▶ [Data records]:
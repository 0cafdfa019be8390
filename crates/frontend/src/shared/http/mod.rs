//! HTTP plumbing shared by every API wrapper.
//!
//! - `transport` - the seam to the browser `fetch` (mockable in tests)
//! - `client` - header construction, loading bookkeeping, envelope unwrapping
//! - `error` - `RequestError` and its mapping from status/body

pub mod client;
pub mod error;
pub mod transport;

pub use client::{decode_data, ApiClient};
pub use error::RequestError;
pub use transport::{ApiRequest, ApiResponse, FetchTransport, HttpTransport, Method, MultipartField, MultipartValue, RequestBody};

#[cfg(test)]
pub(crate) mod testing {
    use super::*;
    use async_trait::async_trait;
    use std::cell::RefCell;
    use std::collections::VecDeque;

    /// Transport answering from a queue of canned responses and recording
    /// every request it receives
    #[derive(Default)]
    pub struct MockTransport {
        responses: RefCell<VecDeque<Result<ApiResponse, RequestError>>>,
        pub requests: RefCell<Vec<ApiRequest>>,
    }

    impl MockTransport {
        pub fn new() -> Self {
            Self::default()
        }

        pub fn respond(self, status: u16, body: serde_json::Value) -> Self {
            self.responses.borrow_mut().push_back(Ok(ApiResponse {
                status,
                body: body.to_string(),
            }));
            self
        }

        pub fn respond_empty(self, status: u16) -> Self {
            self.responses.borrow_mut().push_back(Ok(ApiResponse {
                status,
                body: String::new(),
            }));
            self
        }

        pub fn fail(self, error: RequestError) -> Self {
            self.responses.borrow_mut().push_back(Err(error));
            self
        }

        pub fn request(&self, index: usize) -> ApiRequest {
            self.requests.borrow()[index].clone()
        }

        pub fn request_count(&self) -> usize {
            self.requests.borrow().len()
        }
    }

    #[async_trait(?Send)]
    impl HttpTransport for MockTransport {
        async fn send(&self, request: ApiRequest) -> Result<ApiResponse, RequestError> {
            self.requests.borrow_mut().push(request);
            self.responses
                .borrow_mut()
                .pop_front()
                .unwrap_or_else(|| Err(RequestError::Transport("no canned response".to_string())))
        }
    }
}
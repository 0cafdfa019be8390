use contracts::domain::a007_staff_member::aggregate::StaffMember;
use contracts::shared::Language;

use crate::shared::http::{ApiClient, RequestError};

/// Read-only staff directory
#[derive(Clone)]
pub struct StaffApi {
    client: ApiClient,
}

impl StaffApi {
    pub fn new(client: ApiClient) -> Self {
        Self { client }
    }

    pub async fn list(&self, lang: Language) -> Result<Vec<StaffMember>, RequestError> {
        self.client.get_data(StaffMember::ENDPOINT, lang).await
    }
}

#[cfg(test)]
mod tests {
    use super::*;
    use crate::shared::http::testing::MockTransport;
    use crate::shared::loading::LoadingHandle;
    use futures::executor::block_on;
    use serde_json::json;
    use std::rc::Rc;

    #[test]
    fn test_list_unwraps_envelope() {
        let mock = Rc::new(MockTransport::new().respond(
            200,
            json!({"data": [{"id": 1, "names": {"en": "Omar", "ar": "عمر"}, "email": "omar@example.com", "role_code": "admin"}]}),
        ));
        let api = StaffApi::new(ApiClient::new(mock.clone(), "http://api.test", LoadingHandle::detached()));

        let staff = block_on(api.list(Language::Ar)).unwrap();
        assert_eq!(staff.len(), 1);
        assert_eq!(staff[0].role_code, "admin");
        assert_eq!(mock.request(0).url, "http://api.test/api/staff-members");
        assert_eq!(mock.request(0).header("Accept-Language"), Some("ar"));
    }
}
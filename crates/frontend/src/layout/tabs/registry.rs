//! Maps `tab.key` to the view it renders. Every tab key of the portal is listed here.

use crate::domain::a001_department::ui::DepartmentList;
use crate::domain::a002_role::ui::RoleList;
use crate::domain::a003_tag::ui::TagList;
use crate::domain::a004_hs_code::ui::HsCodeList;
use crate::domain::a005_isic_code::ui::IsicCodeTree;
use crate::domain::a006_consulting_field::ui::ConsultingFieldTree;
use crate::domain::a007_staff_member::ui::StaffList;
use crate::layout::global_context::AppGlobalContext;
use crate::system::account::ui::page::{AccountLifecyclePage, TAB_KEY as ACCOUNT_TAB};
use crate::system::notifications::ui::list::TAB_KEY as NOTIFICATIONS_TAB;
use crate::system::notifications::ui::NotificationsPage;
use crate::system::payment::ui::{PaymentAccountPage, TAB_KEY as PAYMENT_TAB};
use crate::system::profile::ui::{ProfilePhotoPage, TAB_KEY as PROFILE_TAB};
use leptos::prelude::*;

pub fn render_tab_content(key: &str, _tabs_store: AppGlobalContext) -> AnyView {
    match key {
        // reference data
        "a001_departments" => view! { <DepartmentList /> }.into_any(),
        "a002_roles" => view! { <RoleList /> }.into_any(),
        "a003_tags" => view! { <TagList /> }.into_any(),
        "a004_hs_codes" => view! { <HsCodeList /> }.into_any(),
        "a005_isic_codes" => view! { <IsicCodeTree /> }.into_any(),
        "a006_consulting_fields" => view! { <ConsultingFieldTree /> }.into_any(),
        "a007_staff_members" => view! { <StaffList /> }.into_any(),

        // account
        k if k == NOTIFICATIONS_TAB => view! { <NotificationsPage /> }.into_any(),
        k if k == ACCOUNT_TAB => view! { <AccountLifecyclePage /> }.into_any(),
        k if k == PAYMENT_TAB => view! { <PaymentAccountPage /> }.into_any(),
        k if k == PROFILE_TAB => view! { <ProfilePhotoPage /> }.into_any(),

        _ => {
            log::warn!("Unknown tab key: {}", key);
            view! { <div class="placeholder">{format!("Unknown page: {key}")}</div> }.into_any()
        }
    }
}
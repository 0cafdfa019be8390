use crate::shared::icons::icon;
use leptos::ev;
use leptos::prelude::*;

#[component]
pub fn Modal(
    /// Title of the modal
    #[prop(into)]
    title: Signal<String>,
    /// Callback when modal should close
    on_close: Callback<()>,
    children: Children,
) -> impl IntoView {
    // Escape closes; the listener goes away with the modal
    let handle = window_event_listener(ev::keydown, move |event| {
        if event.key() == "Escape" {
            on_close.run(());
        }
    });
    on_cleanup(move || handle.remove());

    let stop_propagation = move |ev: ev::MouseEvent| {
        ev.stop_propagation();
    };

    view! {
        <div class="modal-overlay" on:click=move |_| on_close.run(())>
            <div class="modal" on:click=stop_propagation>
                <div class="modal-header">
                    <h2 class="modal-title">{move || title.get()}</h2>
                    <button class="button button--icon modal__close" on:click=move |_| on_close.run(())>
                        {icon("x")}
                    </button>
                </div>
                <div class="modal-body">
                    {children()}
                </div>
            </div>
        </div>
    }
}
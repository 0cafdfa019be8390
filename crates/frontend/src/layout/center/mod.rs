pub mod center;

pub use center::{Center, TabBar};
//! Server error envelope and its flattening into display messages.
//!
//! Validation failures arrive as `{"message": "...", "errors": {"field": ["msg", ...]}}`.
//! The UI shows them as a flat list of `{severity, summary, detail}` records.

use serde::de::Deserializer;
use serde::ser::{SerializeMap, Serializer};
use serde::{Deserialize, Serialize};
use serde_json::Value;

pub const VALIDATION_SUMMARY: &str = "Validation Error";
pub const GENERIC_SUMMARY: &str = "Error";
pub const GENERIC_DETAIL: &str = "An unexpected error occurred";

#[derive(Debug, Clone, Copy, PartialEq, Eq, Serialize, Deserialize)]
#[serde(rename_all = "lowercase")]
pub enum Severity {
    Success,
    Info,
    Warn,
    Error,
}

#[derive(Debug, Clone, PartialEq, Eq, Serialize, Deserialize)]
pub struct ErrorMessage {
    pub severity: Severity,
    pub summary: String,
    pub detail: String,
}

impl ErrorMessage {
    pub fn error(summary: impl Into<String>, detail: impl Into<String>) -> Self {
        Self {
            severity: Severity::Error,
            summary: summary.into(),
            detail: detail.into(),
        }
    }

    pub fn validation(detail: impl Into<String>) -> Self {
        Self::error(VALIDATION_SUMMARY, detail)
    }

    pub fn unexpected() -> Self {
        Self::error(GENERIC_SUMMARY, GENERIC_DETAIL)
    }
}

/// Field-level validation messages in server order.
///
/// Serialized as a JSON map `{"field": ["msg", ...]}`. A bare string value
/// is accepted on input and treated as a single message; a value that is
/// not a map at all reads as no errors.
#[derive(Debug, Clone, PartialEq, Eq, Default)]
pub struct FieldErrors {
    entries: Vec<(String, Vec<String>)>,
}

impl FieldErrors {
    pub fn new() -> Self {
        Self::default()
    }

    pub fn add(&mut self, field: impl Into<String>, message: impl Into<String>) {
        let field = field.into();
        let message = message.into();
        match self.entries.iter_mut().find(|(f, _)| *f == field) {
            Some((_, messages)) => messages.push(message),
            None => self.entries.push((field, vec![message])),
        }
    }

    pub fn is_empty(&self) -> bool {
        self.entries.iter().all(|(_, m)| m.is_empty())
    }

    pub fn get(&self, field: &str) -> Option<&[String]> {
        self.entries
            .iter()
            .find(|(f, _)| f == field)
            .map(|(_, m)| m.as_slice())
    }

    pub fn fields(&self) -> impl Iterator<Item = &str> {
        self.entries.iter().map(|(f, _)| f.as_str())
    }

    /// `Ok(())` when nothing was recorded
    pub fn into_result(self) -> Result<(), FieldErrors> {
        if self.is_empty() {
            Ok(())
        } else {
            Err(self)
        }
    }

    pub fn to_messages(&self) -> Vec<ErrorMessage> {
        self.entries
            .iter()
            .flat_map(|(_, messages)| messages.iter().map(ErrorMessage::validation))
            .collect()
    }
}

impl Serialize for FieldErrors {
    fn serialize<S: Serializer>(&self, serializer: S) -> Result<S::Ok, S::Error> {
        let mut map = serializer.serialize_map(Some(self.entries.len()))?;
        for (field, messages) in &self.entries {
            map.serialize_entry(field, messages)?;
        }
        map.end()
    }
}

impl<'de> Deserialize<'de> for FieldErrors {
    fn deserialize<D: Deserializer<'de>>(deserializer: D) -> Result<Self, D::Error> {
        let Value::Object(map) = Value::deserialize(deserializer)? else {
            return Ok(Self::default());
        };
        let entries = map
            .into_iter()
            .map(|(field, value)| {
                let messages = match value {
                    Value::Array(items) => items.into_iter().filter_map(message_text).collect(),
                    other => message_text(other).into_iter().collect(),
                };
                (field, messages)
            })
            .collect();
        Ok(Self { entries })
    }
}

fn message_text(value: Value) -> Option<String> {
    match value {
        Value::String(s) => Some(s),
        Value::Null => None,
        other => Some(other.to_string()),
    }
}

/// Error body as sent by the API
#[derive(Debug, Clone, PartialEq, Serialize, Deserialize, Default)]
pub struct ErrorBody {
    #[serde(default, skip_serializing_if = "Option::is_none")]
    pub message: Option<String>,
    #[serde(default, skip_serializing_if = "Option::is_none")]
    pub errors: Option<FieldErrors>,
}

impl ErrorBody {
    pub fn message(message: impl Into<String>) -> Self {
        Self {
            message: Some(message.into()),
            errors: None,
        }
    }

    pub fn validation(errors: FieldErrors) -> Self {
        Self {
            message: Some("The given data was invalid.".to_string()),
            errors: Some(errors),
        }
    }

    /// Reads the envelope either at the top level or nested under `error`
    /// (the shape a transport layer produces when it wraps the body).
    pub fn from_value(body: &Value) -> Option<Self> {
        let candidate = if body.get("errors").is_some() || body.get("message").is_some() {
            body
        } else {
            body.get("error")?
        };
        if !candidate.is_object() {
            return None;
        }
        serde_json::from_value(candidate.clone()).ok()
    }

    pub fn field_errors(&self) -> Option<&FieldErrors> {
        self.errors.as_ref().filter(|e| !e.is_empty())
    }
}

/// Flattens a server error body into display messages.
///
/// One `Validation Error` entry per field message. Without a field map the
/// result is a single generic entry carrying the server `message` if any.
pub fn flatten_errors(body: &Value) -> Vec<ErrorMessage> {
    let parsed = ErrorBody::from_value(body);
    if let Some(errors) = parsed.as_ref().and_then(ErrorBody::field_errors) {
        return errors.to_messages();
    }
    match parsed.and_then(|b| b.message).filter(|m| !m.trim().is_empty()) {
        Some(message) => vec![ErrorMessage::error(GENERIC_SUMMARY, message)],
        None => vec![ErrorMessage::unexpected()],
    }
}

▶ [Activity]: The lines above, starting at the one with "use leptos::ev;" and ending at the one with "-> impl IntoView", are the only ones to return, exactly as written.

▶ [Response below]:
use leptos::ev;
use leptos::prelude::*;

#[component]
pub fn Modal(
    /// Title of the modal
    #[prop(into)]
    title: Signal<String>,
    /// Callback when modal should close
    on_close: Callback<()>,
    children: Children,
) -> impl IntoView {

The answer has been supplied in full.